REQUIRED WORK =>
Counting only lines that contain "sync", state the total found in the material below. Add nothing else.
[RECORD EXCERPTS Boundary: Start]
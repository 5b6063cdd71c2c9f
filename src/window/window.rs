//! `Window`: the thread-safe handle producers draw through.

use super::panel::Panel;
use crate::backend::{CursorVisibility, Key};
use crate::bus::{Command, GlobalOp, LocalOp, PanelId, SurfaceId};
use crate::context::{Context, ROOT_WINDOW};
use crate::error::{Result, TermError};
use crate::format::{AttributeSink, FormatWriter};
use crate::layout::{Position, Rect, Size};
use crate::style::{Attributes, PairId};
use std::collections::HashMap;
use std::fmt;
use std::io;
use std::sync::atomic::{AtomicBool, AtomicUsize, Ordering};
use std::sync::{Arc, Mutex, MutexGuard, PoisonError};

/// A named drawing surface.
///
/// Cloning is cheap; all clones refer to the same surface. Every mutating
/// call becomes a command on the session's bus and returns once queued.
/// Reads block until the dispatcher answers.
#[derive(Clone)]
pub struct Window {
    inner: Arc<Inner>,
}

struct Inner {
    name: String,
    id: SurfaceId,
    ctx: Arc<Context>,
    alive: AtomicBool,
    geometry: Mutex<Rect>,
    cursor: Mutex<Position>,
    auto_refresh: AtomicBool,
    auto_cursor: AtomicBool,
    auto_echo: AtomicBool,
    read_limit: AtomicUsize,
    last_color: Mutex<Option<String>>,
    /// Unread part of the last line read; `None` once drained.
    input: Mutex<Option<Vec<u8>>>,
    panels: Mutex<HashMap<String, PanelId>>,
}

fn lock<T>(mutex: &Mutex<T>) -> MutexGuard<'_, T> {
    mutex.lock().unwrap_or_else(PoisonError::into_inner)
}

impl Window {
    pub(crate) fn new(ctx: Arc<Context>, name: &str, id: SurfaceId, area: Rect) -> Self {
        let read_limit = ctx.read_limit;
        Self {
            inner: Arc::new(Inner {
                name: name.to_string(),
                id,
                ctx,
                alive: AtomicBool::new(true),
                geometry: Mutex::new(area),
                cursor: Mutex::new(Position::ORIGIN),
                auto_refresh: AtomicBool::new(false),
                auto_cursor: AtomicBool::new(false),
                auto_echo: AtomicBool::new(false),
                read_limit: AtomicUsize::new(read_limit),
                last_color: Mutex::new(None),
                input: Mutex::new(None),
                panels: Mutex::new(HashMap::new()),
            }),
        }
    }

    /// The registry name.
    pub fn name(&self) -> &str {
        &self.inner.name
    }

    #[cfg(test)]
    pub(crate) fn id(&self) -> SurfaceId {
        self.inner.id
    }

    /// Placement on screen, as last known.
    pub fn geometry(&self) -> Rect {
        *lock(&self.inner.geometry)
    }

    /// Cursor position as last set through [`move_to`](Self::move_to).
    pub fn cursor(&self) -> Position {
        *lock(&self.inner.cursor)
    }

    /// Name of the color pair last applied with [`set_color`](Self::set_color).
    pub fn last_color(&self) -> Option<String> {
        lock(&self.inner.last_color).clone()
    }

    /// Refresh after every mutating call.
    pub fn set_auto_refresh(&self, enabled: bool) {
        self.inner.auto_refresh.store(enabled, Ordering::Relaxed);
    }

    /// Show the cursor while a read waits and hide it afterwards.
    pub fn set_auto_cursor(&self, enabled: bool) {
        self.inner.auto_cursor.store(enabled, Ordering::Relaxed);
    }

    /// Enable echo while a read waits and disable it afterwards.
    pub fn set_auto_echo(&self, enabled: bool) {
        self.inner.auto_echo.store(enabled, Ordering::Relaxed);
    }

    /// Maximum bytes accepted by one line read.
    pub fn set_read_limit(&self, limit: usize) {
        self.inner.read_limit.store(limit.max(1), Ordering::Relaxed);
    }

    fn check(&self) -> Result<()> {
        self.inner.ctx.ensure_open()?;
        if self.inner.alive.load(Ordering::Acquire) {
            Ok(())
        } else {
            Err(TermError::not_found("window", self.name()))
        }
    }

    pub(crate) fn send(&self, op: LocalOp) -> Result<()> {
        self.check()?;
        self.inner.ctx.bus.enqueue(Command::local(self.inner.id, op))
    }

    /// Send, then refresh if auto-refresh is on.
    pub(crate) fn send_refreshing(&self, op: LocalOp) -> Result<()> {
        self.send(op)?;
        if self.inner.auto_refresh.load(Ordering::Relaxed) {
            self.send(LocalOp::Refresh)?;
        }
        Ok(())
    }

    fn global(&self, op: GlobalOp) -> Result<()> {
        self.inner.ctx.bus.enqueue(Command::Global(op))
    }

    /// Move the cursor, relative to the window origin.
    pub fn move_to(&self, y: u16, x: u16) -> Result<()> {
        let to = Position::new(y, x);
        self.send_refreshing(LocalOp::Move(to))?;
        *lock(&self.inner.cursor) = to;
        Ok(())
    }

    /// Append text at the cursor. Returns the number of bytes queued.
    pub fn write_str(&self, text: &str) -> Result<usize> {
        self.send_refreshing(LocalOp::Append(text.to_string()))?;
        Ok(text.len())
    }

    /// Insert text at the cursor, shifting the rest of the line.
    pub fn insert(&self, text: &str) -> Result<()> {
        self.send_refreshing(LocalOp::Insert(text.to_string()))
    }

    /// Delete the character under the cursor.
    pub fn delete_char(&self) -> Result<()> {
        self.send_refreshing(LocalOp::DeleteChar)
    }

    /// Show everything written since the last refresh.
    pub fn refresh(&self) -> Result<()> {
        self.send(LocalOp::Refresh)
    }

    /// Blank the window and repaint it from scratch on the next refresh.
    pub fn clear(&self) -> Result<()> {
        self.send_refreshing(LocalOp::Clear)
    }

    /// Blank the window.
    pub fn erase(&self) -> Result<()> {
        self.send_refreshing(LocalOp::Erase)
    }

    /// Allow the window to scroll. Required before [`scroll`](Self::scroll).
    pub fn set_scrolling(&self, enabled: bool) -> Result<()> {
        self.send(LocalOp::SetScrolling(enabled))
    }

    /// Scroll up by `lines` (down when negative).
    pub fn scroll(&self, lines: i32) -> Result<()> {
        self.send_refreshing(LocalOp::Scroll(lines))
    }

    /// Draw a box around the window edge.
    pub fn border(&self) -> Result<()> {
        self.send_refreshing(LocalOp::Border)
    }

    /// Apply `attributes` to subsequent writes.
    pub fn set_attributes(&self, attributes: Attributes) -> Result<()> {
        self.send(LocalOp::SetAttributes(attributes))
    }

    /// Apply a registered color pair to subsequent writes.
    ///
    /// # Errors
    ///
    /// `NotFound` if no pair has that name.
    pub fn set_color(&self, name: &str) -> Result<()> {
        let pair = self.inner.ctx.pair(name)?;
        self.send(LocalOp::SetColor(pair))?;
        *lock(&self.inner.last_color) = Some(name.to_string());
        Ok(())
    }

    /// Change the window background to a registered color pair.
    ///
    /// # Errors
    ///
    /// `NotFound` if no pair has that name.
    pub fn set_background(&self, name: &str) -> Result<()> {
        let pair = self.inner.ctx.pair(name)?;
        self.send_refreshing(LocalOp::SetBackground(pair))
    }

    /// Fill the whole window with blanks in color pair `name`, then restore
    /// the previously applied color and home the cursor.
    ///
    /// # Errors
    ///
    /// `NotFound` if no pair has that name.
    pub fn draw_bg(&self, name: &str) -> Result<()> {
        let previous = self.last_color();
        self.set_color(name)?;
        let size = self.geometry().size();
        let blank = " ".repeat(usize::from(size.width));
        for y in 0..size.height {
            self.move_to(y, 0)?;
            self.write_str(&blank)?;
        }
        match previous {
            Some(previous) => self.set_color(&previous)?,
            None => {
                self.send(LocalOp::SetColor(PairId::DEFAULT))?;
                *lock(&self.inner.last_color) = None;
            }
        }
        self.move_to(0, 0)
    }

    /// Ask the terminal for the window size and remember it.
    pub fn max_yx(&self) -> Result<Size> {
        self.check()?;
        let size = self
            .inner
            .ctx
            .bus
            .request(|reply| Command::local(self.inner.id, LocalOp::QuerySize { reply }))?;
        {
            let mut geometry = lock(&self.inner.geometry);
            geometry.width = size.width;
            geometry.height = size.height;
        }
        if self.inner.id == SurfaceId::ROOT {
            self.inner.ctx.set_root_size(size);
        }
        Ok(size)
    }

    /// Run a blocking read between the auto cursor and echo toggles.
    fn with_input_modes<T>(&self, read: impl FnOnce() -> Result<T>) -> Result<T> {
        let cursor = self.inner.auto_cursor.load(Ordering::Relaxed);
        let echo = self.inner.auto_echo.load(Ordering::Relaxed);
        if cursor {
            self.global(GlobalOp::SetCursor(CursorVisibility::Visible))?;
        }
        if echo {
            self.global(GlobalOp::SetEcho(true))?;
        }
        let value = read();
        let restored = self.restore_input_modes(cursor, echo);
        let value = value?;
        restored?;
        Ok(value)
    }

    fn restore_input_modes(&self, cursor: bool, echo: bool) -> Result<()> {
        if cursor {
            self.global(GlobalOp::SetCursor(CursorVisibility::Hidden))?;
        }
        if echo {
            self.global(GlobalOp::SetEcho(false))?;
        }
        Ok(())
    }

    fn request_line(&self) -> Result<Vec<u8>> {
        self.check()?;
        let max_len = self.inner.read_limit.load(Ordering::Relaxed);
        self.inner
            .ctx
            .bus
            .request(|reply| Command::local(self.inner.id, LocalOp::ReadLine { max_len, reply }))
    }

    /// Block until the user enters a line. The line ending is not included.
    ///
    /// # Errors
    ///
    /// `Interrupted` if the session closes while waiting.
    pub fn read_line(&self) -> Result<String> {
        let line = self.with_input_modes(|| self.request_line())?;
        Ok(String::from_utf8_lossy(&line).into_owned())
    }

    /// Block until the user presses a key.
    ///
    /// # Errors
    ///
    /// `Interrupted` if the session closes while waiting.
    pub fn get_char(&self) -> Result<Key> {
        self.with_input_modes(|| {
            self.check()?;
            self.inner
                .ctx
                .bus
                .request(|reply| Command::local(self.inner.id, LocalOp::ReadKey { reply }))
        })
    }

    /// A writer interpreting inline attribute markers, using the session's
    /// marker table.
    pub fn format_writer(&self) -> FormatWriter<Self> {
        FormatWriter::with_markers(self.clone(), self.inner.ctx.markers.clone())
    }

    /// Make this window a panel registered under `name`.
    pub fn new_panel(&self, name: &str) -> Result<Panel> {
        self.check()?;
        let id = self.inner.ctx.next_panel();
        self.inner.ctx.bus.request(|reply| {
            Command::local(self.inner.id, LocalOp::CreatePanel { panel: id, reply })
        })?;
        lock(&self.inner.panels).insert(name.to_string(), id);
        Ok(Panel::new(id, name, self.clone()))
    }

    /// Look up a panel created on this window.
    pub fn panel(&self, name: &str) -> Result<Panel> {
        let id = lock(&self.inner.panels)
            .get(name)
            .copied()
            .ok_or_else(|| TermError::not_found("panel", name))?;
        Ok(Panel::new(id, name, self.clone()))
    }

    /// Remove the window from the registry and release its surface.
    /// Every later call on any clone fails with `NotFound`.
    ///
    /// # Errors
    ///
    /// `InvalidArgument` for the root window.
    pub fn destroy(&self) -> Result<()> {
        if self.inner.id == SurfaceId::ROOT {
            return Err(TermError::InvalidArgument(format!(
                "the root window \"{ROOT_WINDOW}\" cannot be destroyed"
            )));
        }
        self.check()?;
        if self.inner.alive.swap(false, Ordering::AcqRel) {
            self.inner.ctx.unregister(self.name());
            lock(&self.inner.panels).clear();
            self.global(GlobalOp::DestroySurface(self.inner.id))?;
        }
        Ok(())
    }
}

impl fmt::Debug for Window {
    fn fmt(&self, f: &mut fmt::Formatter<'_>) -> fmt::Result {
        f.debug_struct("Window")
            .field("name", &self.inner.name)
            .field("id", &self.inner.id.0)
            .field("geometry", &self.geometry())
            .field("cursor", &self.cursor())
            .finish_non_exhaustive()
    }
}

impl PartialEq for Window {
    fn eq(&self, other: &Self) -> bool {
        Arc::ptr_eq(&self.inner, &other.inner)
    }
}

impl Eq for Window {}

impl AttributeSink for Window {
    fn set_attributes(&mut self, attributes: Attributes) -> Result<()> {
        Window::set_attributes(self, attributes)
    }

    fn write_text(&mut self, text: &str) -> Result<usize> {
        self.write_str(text)
    }
}

impl io::Write for Window {
    fn write(&mut self, buf: &[u8]) -> io::Result<usize> {
        self.write_str(&String::from_utf8_lossy(buf))?;
        Ok(buf.len())
    }

    fn flush(&mut self) -> io::Result<()> {
        Ok(self.refresh()?)
    }
}

/// Reads a line once, hands it out across calls, then reports end of data
/// once and starts over with a fresh line on the next call.
impl io::Read for Window {
    fn read(&mut self, buf: &mut [u8]) -> io::Result<usize> {
        if buf.is_empty() {
            return Ok(0);
        }
        let mut input = lock(&self.inner.input);
        if input.is_none() {
            *input = Some(self.with_input_modes(|| self.request_line())?);
        }
        let pending = input.get_or_insert_with(Vec::new);
        let n = pending.len().min(buf.len());
        buf[..n].copy_from_slice(&pending[..n]);
        if n == 0 {
            *input = None;
        } else {
            *pending = pending.split_off(n);
        }
        Ok(n)
    }
}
[RECORD EXCERPTS Boundary: End]
WRITTEN SOLUTION =>
2